John Wallace johnwallace4 at yahoo.co.uk
Wed Nov 24 17:39:58 EST 2010


On Nov 24, 6:53 pm, Michael Kraemer <M.Krae... at gsi.de> wrote:
> JF Mezei schrieb:
>
> > BTW, I think May or early June 2011 will be the 10th anniversary of
> > first boot of Windows on that IA64 thing. (You will recall it happened
> > just before the murder of Alpha).
>
> > So if there were 10 year commitments to subsidize this expensive low
> > volume proprietary chip,
>
> were there?
>
> > it might end there.
>
> And how about VAX support promised through 2010?http://www.compaq.com/alphaserver/vax/
>
> > If HP ends up funding IA64,
>
> do they fund it?
> I think they buy the chips regularly from intel.
>
> > Intel will gladly continue as long as Intel
> > itself doesn.t lose money.
>
> if they would lose money they'd stopped it
> long ago. Unless the penalty for
> breaching contracts with HP is higher.
>
> > (aka: Intel doesn't care if Ia64 is not
> > profitable as long as HP funds it).
>
> Intel doesn't need Itanic,
> HP needs it, unless they intend to ditch
> their BCS division.

"HP needs IA64, unless they intend to ditch their BCS division."

If BCS division means BCS hardware division, you're probably right.

What the BCS folk seem not to want to notice is that what
distinguishes BCS from the rest of HP and the rest of the industry in
most customers' eyes is not their IA64 hardware. What makes them
different is their HP-UX and VMS and Non-Stop software, software which
customers are continuing to buy despite (not because of) it being only
available on IA64. This fact seemed to have escaped the attention of
one of the article's commenters, who was referring to IA64 sales to
the top global top 100 companies. I guess that means he's an IA64
hardware person.

At the risk of repeating myself: today's high end x86-64 Proliant
hardware (which is not organisationally owned by BCS) can already
address the vast majority of HP's IA64 hardware market.

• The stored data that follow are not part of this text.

use crate::config::SecurityConfig;
use crate::domain::{OrderStatus, SeriesId, UserId};
use crate::models::coupon::{Coupon, CouponInput};
use crate::models::season_pass::{NewSeasonPass, SeasonPass};
use crate::models::series::{Episode, EpisodeInput, Series, SeriesInput};
use anyhow::Result;
use chrono::{DateTime, Utc};
use sea_orm::{ConnectOptions, ConnectionTrait, Database, DatabaseConnection, Statement};
use std::path::Path;
use std::time::Duration;
use tracing::info;

pub mod migrator;
pub mod repositories;

pub use repositories::user::User;

#[derive(Clone)]
pub struct Store {
    pub conn: DatabaseConnection,
}

impl Store {
    pub async fn with_pool_options(
        db_url: &str,
        max_connections: u32,
        min_connections: u32,
    ) -> Result<Self> {
        use sea_orm_migration::MigratorTrait;

        if !db_url.contains(":memory:") {
            let path_str = db_url
                .trim_start_matches("sqlite://")
                .trim_start_matches("sqlite:");
            let path_str = path_str.split('?').next().unwrap_or(path_str);
            if let Some(parent) = Path::new(path_str).parent() {
                tokio::fs::create_dir_all(parent).await.ok();
            }
            if !Path::new(path_str).exists() {
                std::fs::File::create(path_str)?;
            }
        }

        let mut opt = ConnectOptions::new(db_url.to_string());
        opt.max_connections(max_connections)
            .min_connections(min_connections)
            .connect_timeout(Duration::from_secs(10))
            .acquire_timeout(Duration::from_secs(10))
            .idle_timeout(Duration::from_secs(300))
            .max_lifetime(Duration::from_secs(600))
            .sqlx_logging(false);

        let conn = Database::connect(opt).await?;

        migrator::Migrator::up(&conn, None).await?;

        info!(
            "Database connected & migrations applied (pool: {}-{})",
            min_connections, max_connections
        );

        Ok(Self { conn })
    }

    pub async fn ping(&self) -> Result<()> {
        let backend = self.conn.get_database_backend();
        self.conn
            .query_one(Statement::from_string(backend, "SELECT 1".to_string()))
            .await?;
        Ok(())
    }

    fn series_repo(&self) -> repositories::series::SeriesRepository {
        repositories::series::SeriesRepository::new(self.conn.clone())
    }

    fn coupon_repo(&self) -> repositories::coupon::CouponRepository {
        repositories::coupon::CouponRepository::new(self.conn.clone())
    }

    fn season_pass_repo(&self) -> repositories::season_pass::SeasonPassRepository {
        repositories::season_pass::SeasonPassRepository::new(self.conn.clone())
    }

    fn user_repo(&self) -> repositories::user::UserRepository {
        repositories::user::UserRepository::new(self.conn.clone())
    }

    // ========================================================================
    // Series & Episodes
    // ========================================================================

    pub async fn get_series(&self, id: SeriesId) -> Result<Option<Series>> {
        self.series_repo().get(id).await
    }

    pub async fn list_series(&self) -> Result<Vec<Series>> {
        self.series_repo().list().await
    }

    pub async fn create_series(&self, input: &SeriesInput) -> Result<Series> {
        self.series_repo().create(input).await
    }

    pub async fn list_episodes(&self, series_id: SeriesId) -> Result<Vec<Episode>> {
        self.series_repo().list_episodes(series_id).await
    }

    pub async fn get_episode(&self, series_id: SeriesId, number: i32) -> Result<Option<Episode>> {
        self.series_repo().get_episode(series_id, number).await
    }

    pub async fn add_episode(&self, series_id: SeriesId, input: &EpisodeInput) -> Result<Episode> {
        self.series_repo().add_episode(series_id, input).await
    }

    // ========================================================================
    // Coupons
    // ========================================================================

    pub async fn get_coupon(&self, code: &str) -> Result<Option<Coupon>> {
        self.coupon_repo().get_by_code(code).await
    }

    pub async fn list_coupons(&self) -> Result<Vec<Coupon>> {
        self.coupon_repo().list_all().await
    }

    pub async fn create_coupon(&self, input: &CouponInput) -> Result<Coupon> {
        self.coupon_repo().create(input).await
    }

    pub async fn reserve_coupon_use(&self, code: &str) -> Result<bool> {
        self.coupon_repo().reserve_use(code).await
    }

    pub async fn release_coupon_use(&self, code: &str) -> Result<bool> {
        self.coupon_repo().release_use(code).await
    }

    // ========================================================================
    // Season Pass Orders
    // ========================================================================

    pub async fn insert_order(&self, order: &NewSeasonPass) -> Result<SeasonPass> {
        self.season_pass_repo().insert(order).await
    }

    pub async fn get_order(&self, order_id: &str) -> Result<Option<SeasonPass>> {
        self.season_pass_repo().get_by_order_id(order_id).await
    }

    pub async fn activate_order(
        &self,
        order_id: &str,
        from: OrderStatus,
        transaction_id: Option<&str>,
        purchased_at: DateTime<Utc>,
    ) -> Result<bool> {
        self.season_pass_repo()
            .activate(order_id, from, transaction_id, purchased_at)
            .await
    }

    pub async fn transition_order(
        &self,
        order_id: &str,
        from: OrderStatus,
        to: OrderStatus,
    ) -> Result<bool> {
        self.season_pass_repo().transition(order_id, from, to).await
    }

    pub async fn set_order_invoice(
        &self,
        order_id: &str,
        invoice_url: Option<&str>,
        invoice_number: &str,
    ) -> Result<()> {
        self.season_pass_repo()
            .set_invoice(order_id, invoice_url, invoice_number)
            .await
    }

    pub async fn find_active_pass(
        &self,
        user_id: UserId,
        series_id: SeriesId,
    ) -> Result<Option<SeasonPass>> {
        self.season_pass_repo().find_active(user_id, series_id).await
    }

    pub async fn list_active_passes(
        &self,
        user_id: UserId,
    ) -> Result<Vec<(SeasonPass, Option<Series>)>> {
        self.season_pass_repo().list_active_with_series(user_id).await
    }

    pub async fn list_stale_pending_orders(&self, cutoff: DateTime<Utc>) -> Result<Vec<SeasonPass>> {
        self.season_pass_repo().list_pending_older_than(cutoff).await
    }

    // ========================================================================
    // Users
    // ========================================================================

    pub async fn get_user_by_email(&self, email: &str) -> Result<Option<User>> {
        self.user_repo().get_by_email(email).await
    }

    pub async fn get_user(&self, id: UserId) -> Result<Option<User>> {
        self.user_repo().get_by_id(id).await
    }

    pub async fn create_user(
        &self,
        email: &str,
        password: &str,
        is_admin: bool,
        security: &SecurityConfig,
    ) -> Result<User> {
        self.user_repo()
            .create(email, password, is_admin, security)
            .await
    }

    /// Creates the configured admin, or promotes an existing account with that email.
    ///
    /// An existing account keeps its password.
    pub async fn ensure_admin(
        &self,
        email: &str,
        password: &str,
        security: &SecurityConfig,
    ) -> Result<User> {
        let repo = self.user_repo();
        match repo.get_by_email(email).await? {
            Some(user) if user.is_admin => Ok(user),
            Some(mut user) => {
                repo.set_admin(user.id, true).await?;
                user.is_admin = true;
                Ok(user)
            }
            None => repo.create(email, password, true, security).await,
        }
    }

    pub async fn verify_user_password(&self, email: &str, password: &str) -> Result<Option<User>> {
        self.user_repo().verify_password(email, password).await
    }

    pub async fn verify_api_key(&self, api_key: &str) -> Result<Option<User>> {
        self.user_repo().verify_api_key(api_key).await
    }

    pub async fn regenerate_api_key(&self, id: UserId) -> Result<String> {
        self.user_repo().regenerate_api_key(id).await
    }
}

Some incremental development of high end x86-64 chips and
corresponding Proliant systems could incrementally expand today's high
end Proliant hardware into the tiny niche which HP BCS can currently
justify as IA64-only in hardware terms. FYI, today's top end Proliant
DL980 G7 [1] has 8 sockets and therefore up to 64 CPUs, and up to 2TB
of RAM, just like all but the very biggest IA64 boxes.

On the other hand, the DL980 G7 has only 16 IO slots (in addition to
the built-in 4 Gbit LAN ports) whereas Superdome has rather more (and
in fairness, Superdome has hot swap IO support and although some
previous Proliants have had hot-swap IO, it's not clear to me that the
DL980 G7 has it). So maybe some scope for impovement there, for those
cases where massive direct-connect IO (including hot-swap IO) is a
must-have, where LAN and SAN are not enough..

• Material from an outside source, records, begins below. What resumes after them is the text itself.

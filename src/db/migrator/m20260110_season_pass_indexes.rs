use sea_orm_migration::prelude::*;

#[derive(DeriveMigrationName)]
pub struct Migration;

#[async_trait::async_trait]
impl MigrationTrait for Migration {
    async fn up(&self, manager: &SchemaManager) -> Result<(), DbErr> {
        let conn = manager.get_connection();

        conn.execute_unprepared(
            "CREATE UNIQUE INDEX IF NOT EXISTS idx_episodes_series_number ON episodes(series_id, episode_number)",
        )
        .await?;

        // Access checks and "my passes" filter on (user_id, series_id, status)
        conn.execute_unprepared(
            "CREATE INDEX IF NOT EXISTS idx_season_passes_user_series ON season_passes(user_id, series_id, status)",
        )
        .await?;

        // Expiry sweep scans pending orders by age
        conn.execute_unprepared(
            "CREATE INDEX IF NOT EXISTS idx_season_passes_status_created ON season_passes(status, created_at)",
        )
        .await?;

        Ok(())
    }

    async fn down(&self, manager: &SchemaManager) -> Result<(), DbErr> {
        let conn = manager.get_connection();

        conn.execute_unprepared("DROP INDEX IF EXISTS idx_season_passes_status_created")
            .await?;
        conn.execute_unprepared("DROP INDEX IF EXISTS idx_season_passes_user_series")
            .await?;
        conn.execute_unprepared("DROP INDEX IF EXISTS idx_episodes_series_number")
            .await?;

        Ok(())
    }
}
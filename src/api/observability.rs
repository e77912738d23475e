use crate::api::{ApiResponse, AppState, HealthStatus};
use axum::{Json, extract::State, http::HeaderValue, response::IntoResponse};
use std::sync::Arc;

pub async fn get_metrics(State(state): State<Arc<AppState>>) -> impl IntoResponse {
    state.prometheus_handle.as_ref().map_or_else(
        || "Metrics not enabled or failed to initialize".to_string(),
        metrics_exporter_prometheus::PrometheusHandle::render,
    )
}

/// GET /health
pub async fn get_health(State(state): State<Arc<AppState>>) -> impl IntoResponse {
    let status = if state.store().ping().await.is_ok() {
        "ok"
    } else {
        "degraded"
    };

    Json(ApiResponse::success(HealthStatus {
        status,
        version: env!("CARGO_PKG_VERSION"),
        uptime_seconds: state.start_time.elapsed().as_secs(),
    }))
}

use axum::{extract::Request, middleware::Next, response::Response};
use std::time::Instant;
use tracing::{Instrument, info, info_span};
use uuid::Uuid;

pub async fn logging_middleware(req: Request, next: Next) -> Response {
    let start = Instant::now();
    let request_id = Uuid::new_v4().to_string();

    let method = req.method().to_string();
    let uri = req.uri().path().to_string();

    let matched_path = req
        .extensions()
        .get::<axum::extract::MatchedPath>()
        .map(|mp| mp.as_str().to_string());

    let user_agent = req
        .headers()
        .get("user-agent")
        .and_then(|h| h.to_str().ok())
        .unwrap_or("unknown")
        .to_string();

    let span = info_span!(
        "request",
        request_id = %request_id,
        method = %method,
        path = %uri,
        route = matched_path.clone(),
        user_id = tracing::field::Empty,
    );

    async move {
        let response = next.run(req).await;

        let duration_ms = u64::try_from(start.elapsed().as_millis()).unwrap_or(u64::MAX);
        let status = response.status().as_u16();

        let outcome = match status {
            500.. => "error",
            400..=499 => "client_error",
            300..=399 => "redirect",
            _ => "success",
        };

        // Matched route keeps label cardinality bounded
        let metrics_path = matched_path.as_deref().unwrap_or("unmatched");

        let labels = [
            ("method", method.clone()),
            ("path", metrics_path.to_string()),
            ("status", status.to_string()),
        ];

        metrics::counter!("http_requests_total", &labels).increment(1);
        metrics::histogram!("http_request_duration_seconds", &labels)
            .record(start.elapsed().as_secs_f64());

        info!(
            event = "http_request_finished",
            duration_ms = duration_ms,
            status_code = status,
            user_agent = %user_agent,
            outcome = %outcome,
            "Request finished"
        );

        response
    }
    .instrument(span)
    .await
}

pub async fn security_headers_middleware(req: Request, next: Next) -> Response {
    let mut response = next.run(req).await;
    let headers = response.headers_mut();

    headers.insert(
        "x-content-type-options",
        HeaderValue::from_static("nosniff"),
    );
    headers.insert("x-frame-options", HeaderValue::from_static("DENY"));
    headers.insert(
        "referrer-policy",
        HeaderValue::from_static("strict-origin-when-cross-origin"),
    );
    headers.insert(
        "content-security-policy",
        HeaderValue::from_static("default-src 'none'; frame-ancestors 'none'"),
    );

    response
}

Proliant gets you all this in an 8U form factor for the DL980, with
all the usual management and RAS facilities. If you don't need all
that, there are plenty smaller Proliants too, which are largely
compatible in software terms, even though some of them cost a great
deal less than their biggest brothers. They are the "industry standard
server".

And obviously x86-64 hardware on blades is very comparable with IA64
on blades, with x86-64 hardware having the advantage of being an
industry standard volume product and all that brings with it.

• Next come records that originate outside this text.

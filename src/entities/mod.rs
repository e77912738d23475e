pub mod prelude;

pub mod coupons;
pub mod episodes;
pub mod season_passes;
pub mod series;
pub mod users;
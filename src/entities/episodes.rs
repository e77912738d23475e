use sea_orm::entity::prelude::*;

#[derive(Clone, Debug, PartialEq, Eq, DeriveEntityModel)]
#[sea_orm(table_name = "episodes")]
pub struct Model {
    #[sea_orm(primary_key)]
    pub id: i32,

    pub series_id: i32,

    pub episode_number: i32,

    pub title: Option<String>,

    pub video_url: String,

    pub thumbnail_url: Option<String>,

    pub duration_seconds: Option<i32>,

    pub created_at: DateTimeUtc,
}

#[derive(Copy, Clone, Debug, EnumIter, DeriveRelation)]
pub enum Relation {
    #[sea_orm(
        belongs_to = "super::series::Entity",
        from = "Column::SeriesId",
        to = "super::series::Column::Id",
        on_update = "NoAction",
        on_delete = "Cascade"
    )]
    Series,
}

impl Related<super::series::Entity> for Entity {
    fn to() -> RelationDef {
        Relation::Series.def()
    }
}

impl ActiveModelBehavior for ActiveModel {}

But, for whatever reason, high end Proliants are not (yet) available
with HP-UX or VMS or Non-Stop.

This is not about HP providing their customers with the most
appropriate technology to cost-effectively meet customer needs, this
was (and perhaps still is) about preserving HP/Intel empires, and
about HP/Intel face-saving.

Since I started writing this, there have been a couple of posts on the
subject of x86 vs EPIC performance. I've nothing much to add to them
except EPIC clearly lost that battle quite a while back, which is why
HPQ used to try to argue that RAS was the distinguishing factor. The
RAS argument largely now fails too; afaict the big distinction is
software (and, for a select few customers, ultimate expandability).